Les Etats-Unis viennent d’envahir le Cambodge, Nixon est élu président, le général De Gaulle s’éteint et vous écoutez Blood Ceremony. Sauf que nous ne sommes pas à la fin des sixties ou au début de la décennie suivante mais en 2008, et ce groupe canadien n’a que deux ans d’existence. Pourtant, dès le monumental "Master Of Confusion" - près de sept minutes d’orgasme - qui ouvre le bal avec sa longue intro à l’orgue Hammond, on se croirait revenu plus de trente ans en arrière. Le mimétisme est étonnant.
Avec bonheur, le groupe est parvenu à restituer cette patine seventies, véritable Saint-Graal recherché aujourd’hui par maints musiciens, dont un certain nombre – Circulus, Witchcraft ou Diagonal - s’abritent eux aussi dans la cabane de Lee Dorrian (Rise Above), un vrai fan du genre : même son, même ambiance.
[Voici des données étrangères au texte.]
//! Harness configuration.
//!
//! Everything a journey run needs besides the driver: the page URL, browser
//! launch options, readiness timing, and the application contract. All
//! sections are optional in YAML and fall back to the built-in defaults.

use crate::browser::BrowserConfig;
use crate::contract::AppContract;
use crate::result::{ProbarError, ProbarResult};
use crate::wait::WaitOptions;
use serde::{Deserialize, Serialize};
use std::path::Path;

/// Page the journey targets unless overridden
pub const DEFAULT_URL: &str = "https://ngo500.github.io/todo_website/";

/// Complete configuration of one journey run
#[derive(Debug, Clone, PartialEq, Eq, Serialize, Deserialize)]
#[serde(default)]
pub struct HarnessConfig {
    /// Application URL
    pub url: String,
    /// Browser launch options
    pub browser: BrowserConfig,
    /// Readiness timing
    pub wait: WaitOptions,
    /// Selectors and strings of the application
    pub contract: AppContract,
}

impl Default for HarnessConfig {
    fn default() -> Self {
        Self {
            url: DEFAULT_URL.to_string(),
            browser: BrowserConfig::default(),
            wait: WaitOptions::default(),
            contract: AppContract::default(),
        }
    }
}

impl HarnessConfig {
    /// Set the application URL
    #[must_use]
    pub fn with_url(mut self, url: impl Into<String>) -> Self {
        self.url = url.into();
        self
    }

    /// Replace the browser options
    #[must_use]
    pub fn with_browser(mut self, browser: BrowserConfig) -> Self {
        self.browser = browser;
        self
    }

    /// Replace the readiness timing
    #[must_use]
    pub const fn with_wait(mut self, wait: WaitOptions) -> Self {
        self.wait = wait;
        self
    }

    /// Parse and validate a YAML document
    pub fn from_yaml_str(yaml: &str) -> ProbarResult<Self> {
        let config: Self = serde_yaml_ng::from_str(yaml)?;
        config.validate()?;
        Ok(config)
    }

    /// Load and validate a YAML file
    pub fn load(path: &Path) -> ProbarResult<Self> {
        let yaml = std::fs::read_to_string(path)?;
        Self::from_yaml_str(&yaml).map_err(|e| match e {
            ProbarError::ConfigError { message } => ProbarError::ConfigError {
                message: format!("{}: {message}", path.display()),
            },
            other => other,
        })
    }

    /// Serialize back to YAML
    pub fn to_yaml(&self) -> ProbarResult<String> {
        Ok(serde_yaml_ng::to_string(self)?)
    }

    /// Reject values no run could succeed with
    pub fn validate(&self) -> ProbarResult<()> {
        if self.url.trim().is_empty() {
            return Err(config_error("url must not be empty"));
        }
        if self.wait.timeout_ms == 0 {
            return Err(config_error("wait.timeout_ms must be greater than zero"));
        }
        if self.wait.poll_interval_ms == 0 {
            return Err(config_error("wait.poll_interval_ms must be greater than zero"));
        }
        if self.wait.poll_interval_ms > self.wait.timeout_ms {
            return Err(config_error(
                "wait.poll_interval_ms must not exceed wait.timeout_ms",
            ));
        }
        if self.browser.viewport_width == 0 || self.browser.viewport_height == 0 {
            return Err(config_error("browser viewport must be non-empty"));
        }
        let contract = &self.contract;
        for (name, value) in [
            ("contract.tab_path", &contract.tab_path),
            ("contract.tab_key_attribute", &contract.tab_key_attribute),
            ("contract.active_tab_class", &contract.active_tab_class),
            ("contract.input_id", &contract.input_id),
            ("contract.add_button_id", &contract.add_button_id),
            ("contract.item_path", &contract.item_path),
            ("contract.checkbox_class", &contract.checkbox_class),
            ("contract.delete_button_class", &contract.delete_button_class),
            ("contract.items_left_id", &contract.items_left_id),
            ("contract.empty_state_class", &contract.empty_state_class),
            ("contract.empty_icon_path", &contract.empty_icon_path),
            ("contract.empty_message_id", &contract.empty_message_id),
        ] {
            if value.trim().is_empty() {
                return Err(config_error(format!("{name} must not be empty")));
            }
        }
        Ok(())
    }
}

fn config_error(message: impl Into<String>) -> ProbarError {
    ProbarError::ConfigError {
        message: message.into(),
    }
}

#[cfg(test)]
#[allow(clippy::unwrap_used, clippy::expect_used)]
mod tests {
    use super::*;

    mod parse_tests {
        use super::*;

        #[test]
        fn test_empty_document_is_default() {
            let config = HarnessConfig::from_yaml_str("{}").unwrap();
            assert_eq!(config, HarnessConfig::default());
            assert_eq!(config.url, DEFAULT_URL);
        }

        #[test]
        fn test_partial_override() {
            let yaml = r"
url: http://localhost:8080/
wait:
  timeout_ms: 2500
browser:
  headless: false
contract:
  title: My Tasks
";
            let config = HarnessConfig::from_yaml_str(yaml).unwrap();
            assert_eq!(config.url, "http://localhost:8080/");
            assert_eq!(config.wait.timeout_ms, 2500);
            assert_eq!(config.wait.poll_interval_ms, WaitOptions::default().poll_interval_ms);
            assert!(!config.browser.headless);
            assert_eq!(config.contract.title, "My Tasks");
            assert_eq!(config.contract.input_id, "task-input");
        }

        #[test]
        fn test_yaml_round_trip() {
            let config = HarnessConfig::default().with_url("http://127.0.0.1:3000/");
            let yaml = config.to_yaml().unwrap();
            assert_eq!(HarnessConfig::from_yaml_str(&yaml).unwrap(), config);
        }

        #[test]
        fn test_malformed_yaml() {
            let err = HarnessConfig::from_yaml_str("url: [unclosed").unwrap_err();
            assert!(matches!(err, ProbarError::Yaml(_)));
        }
    }

    mod validate_tests {
        use super::*;

        #[test]
        fn test_rejects_empty_url() {
            let err = HarnessConfig::from_yaml_str("url: ''").unwrap_err();
            assert!(err.to_string().contains("url must not be empty"));
        }

        #[test]
        fn test_rejects_zero_timeout() {
            let config = HarnessConfig::default().with_wait(WaitOptions::new().with_timeout(0));
            assert!(config.validate().is_err());
        }

        #[test]
        fn test_rejects_poll_longer_than_timeout() {
            let config = HarnessConfig::default()
                .with_wait(WaitOptions::new().with_timeout(10).with_poll_interval(20));
            assert!(config.validate().is_err());
        }

        #[test]
        fn test_rejects_blank_selector() {
            let err = HarnessConfig::from_yaml_str("contract:\n  input_id: ' '").unwrap_err();
            assert!(err.to_string().contains("contract.input_id"));
        }
    }

    mod file_tests {
        use super::*;

        #[test]
        fn test_load_from_file() {
            let dir = tempfile::tempdir().unwrap();
            let path = dir.path().join("todo.yaml");
            std::fs::write(&path, "url: http://example.test/\n").unwrap();
            let config = HarnessConfig::load(&path).unwrap();
            assert_eq!(config.url, "http://example.test/");
        }

        #[test]
        fn test_load_names_the_file_on_invalid_config() {
            let dir = tempfile::tempdir().unwrap();
            let path = dir.path().join("bad.yaml");
            std::fs::write(&path, "url: ''\n").unwrap();
            let err = HarnessConfig::load(&path).unwrap_err();
            assert!(err.to_string().contains("bad.yaml"));
        }

        #[test]
        fn test_load_missing_file_is_io_error() {
            let dir = tempfile::tempdir().unwrap();
            let err = HarnessConfig::load(&dir.path().join("missing.yaml")).unwrap_err();
            assert!(matches!(err, ProbarError::Io(_)));
        }
    }
}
Le chant féminin, plus Amon Düül II ou Zephyr qu’envolées lyrico-vulgaires des bimbos gothiques qui polluent actuellement le métal, l’esthétique et l’inspiration façon films d’horreur de série B et Z (ceux de Jesus Franco, de Jean Rollin, Antonio Margheriti ou de Mario Bava, de vraies pépites pour les connaisseurs) ainsi que le recours à une flûte enlevée à la Jethro Tull omniprésente, participent aussi de cette photocopie des formations des années 70.
Le tout baigne dans des relents d’occultisme bon teint, un peu comme les premiers Black Sabbath, entité dont on est bien obligé de parler à l’endroit de Blood Ceremony. Des noms de morceaux tels que "Into The Coven" ou "Children Of The Future", cela ne vous rappelle rien ? Si Ozzy avait eu une paire de seins au lieu du reste, alors le groupe de Tony Iommi aurait (presque) pu enfanter cette galette garantie 100% vintage dont les dessous de bras transpirent les années 70 par tous les poils. Il suffit d’écouter certains pans du remarquable "Return To Forever", par exemple, pour s’en convaincre. Presque, car il manque toutefois à ces neuf compositions ces riffs plus bas que terre et cette aura noire que son aîné gravait avec largesse.
Ce premier essai lorgne donc davantage vers le pur hard-rock psychédélique que vers le heavy-metal primitif. Moins stoner que Witchcraft notamment, les Canadiens témoignent d’une allégeance flamboyante et sincère à cette glorieuse époque et son opus regorge de points G cataclysmiques : outre le déjà cité "Master Of Confusion", citons aussi "I’m Coming With You", "The Rare Lord", et surtout l’envoûtant "Hymn To Pan", illuminé par un final jouissif. Blood Ceremony ou la machine à remonter le temps du Hard-Rock, une échappée rafraîchissante pour tous les nostalgiques et les lecteurs de Mad Movies.